Wu said that in Japan, corporate restructuring could have a major impact on some of the structural issues that have harmed the market over the past decade.
"Careful stock selection is important, but some blue chip names show excellent value and growth prospects," she said. "The fragile economy makes smaller companies more risky, but overall we remain positive on the Japanese restructuring play."
Emerging markets is another sector that most money managers are upbeat about.
"Emerging markets, including Asia, Latin America and Eastern Europe, will see their equity markets more active this year," said Linda Lue (
Lue also noted that original equipment manufacturing is on the rise. As developed countries seek out cheaper sources of labor and resources, developing nations will benefit through faster growth. Cited as an example was DRAM production in Taiwan and South Korea.

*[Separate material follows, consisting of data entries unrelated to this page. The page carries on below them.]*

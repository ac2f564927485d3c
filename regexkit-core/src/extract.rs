//! extract.rs - Grouped match extraction with limit semantics.
//!
//! License: MIT OR APACHE 2.0

use log::debug;

use crate::errors::{RegexKitError, Result};
use crate::match_set::{MatchResult, MatchSet};
use crate::options::PatternOptions;
use crate::pattern::validate_and_compile;

/// Sentinel limit meaning "every occurrence".
pub const UNBOUNDED: i64 = -1;

/// How many occurrences an extraction may return.
#[derive(Debug, Clone, Copy, PartialEq, Eq)]
pub enum MatchLimit {
    Unbounded,
    AtMost(usize),
}

impl TryFrom<i64> for MatchLimit {
    type Error = RegexKitError;

    fn try_from(limit: i64) -> Result<Self> {
        match limit {
            UNBOUNDED => Ok(MatchLimit::Unbounded),
            n if n < UNBOUNDED => Err(RegexKitError::InvalidArgument(format!(
                "match limit must be -1 or greater, got {n}"
            ))),
            n => usize::try_from(n)
                .map(MatchLimit::AtMost)
                .map_err(|_| RegexKitError::InvalidArgument(format!("match limit {n} is too large"))),
        }
    }
}

/// Extracts the first `limit` occurrences of `pattern` in `input`.
///
/// `-1` returns every occurrence and `0` returns nothing after validating the
/// pattern. The full result is computed before it is truncated.
pub fn extract(pattern: &str, options: PatternOptions, limit: i64, input: &str) -> Result<MatchSet> {
    let compiled = validate_and_compile(pattern, options)?;
    let limit = MatchLimit::try_from(limit)?;

    if limit == MatchLimit::AtMost(0) {
        return Ok(MatchSet::default());
    }

    let mut set = MatchSet::new(
        compiled
            .captures_iter(input)
            .map(|caps| MatchResult::from_captures(&caps))
            .collect(),
    );
    debug!(
        "Pattern {:?} produced {} occurrence(s) with {} slot(s) each.",
        pattern,
        set.len(),
        compiled.slot_count()
    );

    if let MatchLimit::AtMost(n) = limit {
        set.truncate(n);
    }
    Ok(set)
}

/// Extracts every occurrence of `pattern` in `input`.
pub fn extract_all(pattern: &str, options: PatternOptions, input: &str) -> Result<MatchSet> {
    extract(pattern, options, UNBOUNDED, input)
}

/// True if `pattern` matches the whole of `input`.
pub fn matches(pattern: &str, options: PatternOptions, input: &str) -> Result<bool> {
    validate_and_compile(pattern, options)?.is_full_match(input)
}

/// True if `pattern` occurs anywhere in `input`.
pub fn find(pattern: &str, options: PatternOptions, input: &str) -> Result<bool> {
    Ok(validate_and_compile(pattern, options)?.find(input))
}
//! range.rs - Regex alternatives describing integers that satisfy a comparison.
//!
//! For a bound with decimal digits `d[0..k]` the LESSER family is covered by:
//!
//! * every shorter length `1..k` (`^` + filler × L + `$`),
//! * a smaller leading digit with the same length (only when `d[0] > 1`),
//! * for each later position `i` with `d[i] > 0`, the prefix `d[0..i]`, a
//!   smaller digit at `i`, and free trailing digits.
//!
//! Membership is "fully matches at least one alternative"; the alternatives are
//! never joined into a single pattern.
//!
//! License: MIT OR APACHE 2.0

use log::debug;
use serde::{Deserialize, Serialize};
use std::fmt;
use std::str::FromStr;

use crate::errors::{RegexKitError, Result};
use crate::options::PatternOptions;
use crate::pattern::Pattern;

/// Filler class for the general-purpose dialect.
pub const DIGIT_CLASS: &str = r"\d";
/// Filler class for SQL regex dialects, which lack `\d`.
pub const SQL_DIGIT_CLASS: &str = "[0-9]";

/// A comparison between a candidate and a bound.
#[derive(Debug, Clone, Copy, PartialEq, Eq, Hash, Serialize, Deserialize)]
#[serde(rename_all = "snake_case")]
pub enum Comparison {
    Equal,
    Lesser,
    LesserOrEqual,
    Greater,
    GreaterOrEqual,
    Unequal,
}

impl Comparison {
    pub const ALL: [Comparison; 6] = [
        Comparison::Equal,
        Comparison::Lesser,
        Comparison::LesserOrEqual,
        Comparison::Greater,
        Comparison::GreaterOrEqual,
        Comparison::Unequal,
    ];

    pub fn evaluate<T: PartialOrd>(self, candidate: T, bound: T) -> bool {
        match self {
            Comparison::Equal => candidate == bound,
            Comparison::Lesser => candidate < bound,
            Comparison::LesserOrEqual => candidate <= bound,
            Comparison::Greater => candidate > bound,
            Comparison::GreaterOrEqual => candidate >= bound,
            Comparison::Unequal => candidate != bound,
        }
    }

    pub fn as_str(self) -> &'static str {
        match self {
            Comparison::Equal => "equal",
            Comparison::Lesser => "lesser",
            Comparison::LesserOrEqual => "lesser_or_equal",
            Comparison::Greater => "greater",
            Comparison::GreaterOrEqual => "greater_or_equal",
            Comparison::Unequal => "unequal",
        }
    }

    fn includes_bound(self) -> bool {
        matches!(self, Comparison::Equal | Comparison::LesserOrEqual)
    }

    fn includes_smaller(self) -> bool {
        matches!(self, Comparison::Lesser | Comparison::LesserOrEqual)
    }
}

impl fmt::Display for Comparison {
    fn fmt(&self, f: &mut fmt::Formatter) -> fmt::Result {
        f.write_str(self.as_str())
    }
}

impl FromStr for Comparison {
    type Err = RegexKitError;

    fn from_str(s: &str) -> Result<Self> {
        let normalized = s.trim().to_ascii_lowercase().replace('-', "_");
        Comparison::ALL
            .into_iter()
            .find(|c| c.as_str() == normalized)
            .ok_or_else(|| RegexKitError::InvalidArgument(format!("unknown comparison '{s}'")))
    }
}

/// Regex sources whose union describes a set of strings.
#[derive(Debug, Clone, Default, PartialEq, Eq, Serialize, Deserialize)]
#[serde(transparent)]
pub struct RegexAlternativeSet {
    alternatives: Vec<String>,
}

impl RegexAlternativeSet {
    pub fn alternatives(&self) -> &[String] {
        &self.alternatives
    }

    pub fn len(&self) -> usize {
        self.alternatives.len()
    }

    pub fn is_empty(&self) -> bool {
        self.alternatives.is_empty()
    }

    pub fn into_vec(self) -> Vec<String> {
        self.alternatives
    }

    /// Compiles every alternative once for repeated membership tests.
    pub fn compile(&self) -> Result<Vec<Pattern>> {
        self.alternatives
            .iter()
            .map(|alt| Pattern::compile(alt, PatternOptions::default()))
            .collect()
    }

    /// True if `candidate` fully matches at least one alternative.
    pub fn accepts(&self, candidate: &str) -> Result<bool> {
        for pattern in self.compile()? {
            if pattern.is_full_match(candidate)? {
                return Ok(true);
            }
        }
        Ok(false)
    }
}

/// Emits the alternatives matching exactly the non-negative integers `n` for
/// which `comparison.evaluate(n, bound)` holds.
///
/// Only `Equal`, `Lesser` and `LesserOrEqual` are supported.
pub fn range_regex(bound: i64, comparison: Comparison, sql_dialect: bool) -> Result<RegexAlternativeSet> {
    if bound < 0 {
        return Err(RegexKitError::InvalidArgument(format!(
            "bound must be non-negative, got {bound}"
        )));
    }
    if !comparison.includes_bound() && !comparison.includes_smaller() {
        return Err(RegexKitError::InvalidArgument(format!(
            "comparison '{comparison}' is not supported for range synthesis"
        )));
    }

    let filler = if sql_dialect { SQL_DIGIT_CLASS } else { DIGIT_CLASS };
    let literal = bound.to_string();
    let digits: Vec<u8> = literal.bytes().map(|b| b - b'0').collect();
    let k = digits.len();
    let mut alternatives = Vec::new();

    if comparison.includes_bound() {
        alternatives.push(literal.clone());
    }

    if comparison.includes_smaller() {
        // Same length, smaller leading digit. A leading 0 would be a shorter
        // number, which the length clause below already covers.
        if k >= 2 && digits[0] > 1 {
            alternatives.push(format!("[1-{}]{}", digits[0] - 1, filler.repeat(k - 1)));
        }

        for i in 1..k.saturating_sub(1) {
            if digits[i] > 0 {
                alternatives.push(format!(
                    "{}[0-{}]{}",
                    &literal[..i],
                    digits[i] - 1,
                    filler.repeat(k - 1 - i)
                ));
            }
        }

        if digits[k - 1] > 0 {
            alternatives.push(format!("{}[0-{}]", &literal[..k - 1], digits[k - 1] - 1));
        }

        for length in 1..k {
            alternatives.push(format!("^{}$", filler.repeat(length)));
        }
    }

    debug!(
        "Synthesized {} alternative(s) for {} {} (sql dialect: {}).",
        alternatives.len(),
        comparison,
        bound,
        sql_dialect
    );
    Ok(RegexAlternativeSet { alternatives })
}

#[cfg(test)]
mod tests {
    use super::*;

    /// Checks exactness against every integer up to `bound + slack`.
    fn assert_exact(bound: i64, comparison: Comparison, sql_dialect: bool, slack: i64) {
        let set = range_regex(bound, comparison, sql_dialect).unwrap();
        let compiled = set.compile().unwrap();
        for n in 0..=bound + slack {
            let candidate = n.to_string();
            let accepted = compiled
                .iter()
                .any(|p| p.is_full_match(&candidate).unwrap());
            assert_eq!(
                accepted,
                comparison.evaluate(n, bound),
                "{n} vs {comparison} {bound}: alternatives {:?}",
                set.alternatives()
            );
        }
    }

    #[test]
    fn test_lesser_than_1125() {
        let set = range_regex(1125, Comparison::Lesser, false).unwrap();
        assert!(set.accepts("0").unwrap());
        assert!(set.accepts("1124").unwrap());
        assert!(!set.accepts("1125").unwrap());
        assert!(!set.accepts("1126").unwrap());
        assert_exact(1125, Comparison::Lesser, false, 50);
        assert_exact(1125, Comparison::Lesser, true, 50);
    }

    #[test]
    fn test_alternatives_for_1125() {
        let set = range_regex(1125, Comparison::LesserOrEqual, false).unwrap();
        assert_eq!(
            set.alternatives(),
            &[
                "1125".to_string(),
                r"1[0-0]\d\d".to_string(),
                r"11[0-1]\d".to_string(),
                "112[0-4]".to_string(),
                r"^\d$".to_string(),
                r"^\d\d$".to_string(),
                r"^\d\d\d$".to_string(),
            ]
        );
    }

    #[test]
    fn test_sql_dialect_uses_bracket_filler() {
        let set = range_regex(30, Comparison::Lesser, true).unwrap();
        assert_eq!(set.alternatives(), &["[1-2][0-9]".to_string(), "^[0-9]$".to_string()]);
    }

    #[test]
    fn test_equal_is_single_literal() {
        let set = range_regex(14000, Comparison::Equal, false).unwrap();
        assert_eq!(set.alternatives(), &["14000".to_string()]);
        assert_exact(14000, Comparison::Equal, false, 10);
    }

    #[test]
    fn test_lesser_or_equal_large_bounds() {
        assert_exact(14000, Comparison::LesserOrEqual, false, 10);
        assert_exact(2500, Comparison::LesserOrEqual, false, 10);
        assert_exact(9099, Comparison::Lesser, true, 10);
    }

    #[test]
    fn test_small_bounds_exhaustively() {
        for bound in 0..=300 {
            for comparison in [Comparison::Equal, Comparison::Lesser, Comparison::LesserOrEqual] {
                assert_exact(bound, comparison, false, 5);
            }
        }
    }

    #[test]
    fn test_lesser_than_zero_is_empty() {
        assert!(range_regex(0, Comparison::Lesser, false).unwrap().is_empty());
        assert_eq!(
            range_regex(0, Comparison::LesserOrEqual, false).unwrap().alternatives(),
            &["0".to_string()]
        );
    }

    #[test]
    fn test_invalid_inputs() {
        for comparison in [Comparison::Greater, Comparison::GreaterOrEqual, Comparison::Unequal] {
            assert!(matches!(
                range_regex(14000, comparison, false),
                Err(RegexKitError::InvalidArgument(_))
            ));
        }
        for comparison in Comparison::ALL {
            assert!(matches!(
                range_regex(-14000, comparison, false),
                Err(RegexKitError::InvalidArgument(_))
            ));
        }
    }

    #[test]
    fn test_comparison_evaluate_and_parse() {
        assert!(Comparison::Unequal.evaluate(1, 2));
        assert!(Comparison::GreaterOrEqual.evaluate(2, 2));
        assert!(!Comparison::Greater.evaluate(2, 2));
        assert_eq!("LESSER_OR_EQUAL".parse::<Comparison>().unwrap(), Comparison::LesserOrEqual);
        assert_eq!("greater-or-equal".parse::<Comparison>().unwrap(), Comparison::GreaterOrEqual);
        assert!("bigger".parse::<Comparison>().is_err());
        assert_eq!(Comparison::Lesser.to_string(), "lesser");
    }
}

"Based on our research, for conservative investors, Baring recommends 40 percent in global emerging equity markets and 30 percent for Asian [except Japan] and European equity markets, respectively," Lue said.
"For more aggressive investors, Baring recommends 30 percent in global emerging markets, 25 percent each for Asia [except Japan] and Europe, and 20 percent for Japan."
As to which fund is the best one, it goes without saying that a one-year track performance is definitely not the best measure. Normally, at least three years' of performance should be used as a gauge.
Investment advisors say one should always choose a fund with the longest track record, although past performance is not an indicator of future results.
For foreign residents, Jardine Fleming suggests four offshore Taiwan equity funds -- the Schroder Taiwan Fund, New Taipei Fund, Formosa Growth Fund and Taiwan Opportunities Fund.
According to Jardine Fleming, these funds have an excellent track record in performing in bull and bear markets.
However, these funds have not be authorized by the local regulatory agency and were not ranked by S&P Micropal.